Yeah, that's what I was thinking, re interviews. My sister in law suggested skyping. It's a good hour away from the new location, so I am doubting any prospective clients would make the jaunt. I could go to them, but I am wondering if they'd need to see my setup or if letters and pics from current clients might suffice. Ugh. If there's competition, and I know there is, I have a feeling I am going to be empty for a good while. Oh well. Save, save save.

apples and bananas
05-01-2012, 01:11 PM
If i was a parent trying to get into daycare I would wait to see the set up... the backyard.. ect. Then again, if there is a high demand for home daycare in your new area, people may want in sight unseen.

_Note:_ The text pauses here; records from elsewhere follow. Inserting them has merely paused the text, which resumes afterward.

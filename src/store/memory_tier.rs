use std::collections::HashMap;
use std::sync::{Mutex, MutexGuard};

use super::StorageTier;
use crate::errors::StorageError;

/// A process-local tier. Used for the session tier, and for the durable
/// tier when nothing should touch the disk.
#[derive(Debug)]
pub struct MemoryTier {
    name: String,
    entries: Mutex<HashMap<String, String>>,
}

impl MemoryTier {
    pub fn new(name: impl Into<String>) -> Self {
        Self {
            name: name.into(),
            entries: Mutex::new(HashMap::new()),
        }
    }

    fn entries(&self) -> MutexGuard<'_, HashMap<String, String>> {
        // A panic mid-insert can't leave a HashMap half-written.
        match self.entries.lock() {
            Ok(guard) => guard,
            Err(poisoned) => poisoned.into_inner(),
        }
    }
}

impl StorageTier for MemoryTier {
    fn name(&self) -> &str {
        &self.name
    }

    fn get(&self, key: &str) -> Result<Option<String>, StorageError> {
        Ok(self.entries().get(key).cloned())
    }

    fn set(&self, key: &str, value: &str) -> Result<(), StorageError> {
        self.entries().insert(key.to_string(), value.to_string());
        Ok(())
    }

    fn remove(&self, key: &str) -> Result<(), StorageError> {
        self.entries().remove(key);
        Ok(())
    }
}

#[cfg(test)]
mod tests {
    use super::*;

    #[test]
    fn set_then_get_is_immediate() {
        let tier = MemoryTier::new("session");
        tier.set("token", "abc").unwrap();
        assert_eq!(tier.get("token").unwrap().as_deref(), Some("abc"));
    }

    #[test]
    fn remove_missing_key_is_not_an_error() {
        let tier = MemoryTier::new("session");
        assert!(tier.remove("token").is_ok());
        assert_eq!(tier.get("token").unwrap(), None);
    }
}
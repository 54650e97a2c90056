//! Route-transition checks against the session.

pub mod guard;
pub mod routes;

pub use guard::{GuardDecision, NavigationGuard, SessionAuthority};
pub use routes::{Route, RouteTable, RouteTransition};
//! Test doubles for storage tiers.

use std::sync::atomic::{AtomicUsize, Ordering};
use std::sync::Arc;

use super::{MemoryTier, StorageTier, TokenStore, TOKEN_KEY};
use crate::errors::StorageError;

/// Memory tier that counts how often the token key is removed.
#[derive(Debug)]
pub struct CountingTier {
    inner: MemoryTier,
    token_removals: AtomicUsize,
}

impl CountingTier {
    pub fn new(name: &str) -> Self {
        Self {
            inner: MemoryTier::new(name),
            token_removals: AtomicUsize::new(0),
        }
    }

    pub fn token_removals(&self) -> usize {
        self.token_removals.load(Ordering::SeqCst)
    }
}

impl StorageTier for CountingTier {
    fn name(&self) -> &str {
        self.inner.name()
    }

    fn get(&self, key: &str) -> Result<Option<String>, StorageError> {
        self.inner.get(key)
    }

    fn set(&self, key: &str, value: &str) -> Result<(), StorageError> {
        self.inner.set(key, value)
    }

    fn remove(&self, key: &str) -> Result<(), StorageError> {
        if key == TOKEN_KEY {
            self.token_removals.fetch_add(1, Ordering::SeqCst);
        }
        self.inner.remove(key)
    }
}

/// A token store over two in-memory tiers, returned with handles to both.
pub fn memory_store() -> (Arc<TokenStore>, Arc<MemoryTier>, Arc<MemoryTier>) {
    let durable = Arc::new(MemoryTier::new("durable"));
    let session = Arc::new(MemoryTier::new("session"));
    let store = Arc::new(TokenStore::new(durable.clone(), session.clone()));
    (store, durable, session)
}
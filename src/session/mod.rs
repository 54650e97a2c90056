//! In-memory session state and the controller that drives it.

pub mod controller;
pub mod preferences;
pub mod state;

pub use controller::{SessionController, LOGIN_FAILED, NO_RESPONSE};
pub use preferences::Preferences;
pub use state::{Session, SessionStatus};
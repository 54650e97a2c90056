use std::sync::Arc;

use async_trait::async_trait;
use tracing::{debug, info, warn};

use super::routes::RouteTransition;
use crate::config::RoutesConfig;
use crate::errors::SessionError;
use crate::models::UserProfile;
use crate::utils::redirect::{login_redirect, path_of};

/// What the guard needs to know about the session.
#[async_trait]
pub trait SessionAuthority: Send + Sync {
    fn is_authenticated(&self) -> bool;
    /// Whether either storage tier holds a token. Never touches the network.
    fn has_persisted_token(&self) -> bool;
    /// Rebuild the session from storage and validate it.
    async fn recover(&self) -> Result<Option<UserProfile>, SessionError>;
}

#[derive(Debug, Clone, PartialEq, Eq)]
pub enum GuardDecision {
    Allow,
    Redirect(String),
}

pub struct NavigationGuard {
    authority: Arc<dyn SessionAuthority>,
    login_path: String,
    register_path: String,
    landing_path: String,
}

impl NavigationGuard {
    pub fn new(authority: Arc<dyn SessionAuthority>, routes: &RoutesConfig) -> Self {
        Self {
            authority,
            login_path: routes.login_path.clone(),
            register_path: routes.register_path.clone(),
            landing_path: routes.landing_path.clone(),
        }
    }

    pub async fn evaluate(&self, transition: &RouteTransition) -> GuardDecision {
        if !transition.requires_auth {
            let to = path_of(&transition.to);
            let is_entry = to == self.login_path || to == self.register_path;
            if is_entry && self.authority.is_authenticated() {
                debug!(to = to, "already logged in, skipping entry page");
                return GuardDecision::Redirect(self.landing_path.clone());
            }
            return GuardDecision::Allow;
        }

        if self.authority.is_authenticated() {
            return GuardDecision::Allow;
        }

        if !self.authority.has_persisted_token() {
            info!(
                event_name = "guard.redirect",
                event_domain = "guard",
                url_path = transition.to.as_str(),
                "no stored token, sending to login"
            );
            return self.to_login(transition);
        }

        match self.authority.recover().await {
            Ok(Some(_)) => {
                info!(
                    event_name = "guard.recovered",
                    event_domain = "guard",
                    url_path = transition.to.as_str(),
                    "session restored from storage"
                );
                GuardDecision::Allow
            }
            Ok(None) => self.to_login(transition),
            Err(e) => {
                warn!(
                    event_name = "guard.recovery_failed",
                    event_domain = "guard",
                    error = %e,
                    "session recovery failed"
                );
                self.to_login(transition)
            }
        }
    }

    fn to_login(&self, transition: &RouteTransition) -> GuardDecision {
        GuardDecision::Redirect(login_redirect(&self.login_path, &transition.to))
    }
}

When I opened up I was moving, renovating ect. I set up a small section of the play room with foam floor and some toys and parents came to me, my unlived in, dusty, paint all over the place house. And they all signed up.

I think most people assume that if you're doing a home daycare you know how to set it up and the basics of safety, they are more concerned about meeting the provider and getting a good feeling off them.

Best of luck on the move and filling up quickly!

Mamma_Mia
05-01-2012, 01:20 PM
YAY! Come on over :D if we're close enough...playdates!

Advertise now, Actually depending on where you're moving to, I have a contact for 2 spots.
I had possesion of my house Jan 5 - started Daycare with playroom set up, a folding cards table in the kitchen with boster chairs and playpens Jan 8 - actually moved into my house Jan 14 :laugh: I wouldn't reccomend it but it's doable.

And 4-6 weeks notice IMO is enough since you are offering someone to go to already. BUT maybe make a deal with her or something somehow to the parents that she's can't take them in until XX date to C.Y.A.

Inspired by Reggio
05-01-2012, 01:31 PM
Congratulations on the move!

I would start lining up prospective clients now too if possible ... you can interview over the phone and do 'email photos of layout of the new home' ... if they are interested on signing on you could drive to meet them to sign paper work and so forth OR at least prebook spaces and sign contracts once they can actually SEE your space when you take possession - but you could at least get the ball rolling!

Momof4
05-01-2012, 06:39 PM
Can you advertise and state that you will be ready to interview potential parents in your current home, but moving on July 1st and have pictures of your new home to show during an interview? You can tell them about the similarities and differences that there will be in your new setup, but you can tell them the kind of daycare you run and about your program, let them get to meet you, etc. It may work or it may not, but what have you got to lose?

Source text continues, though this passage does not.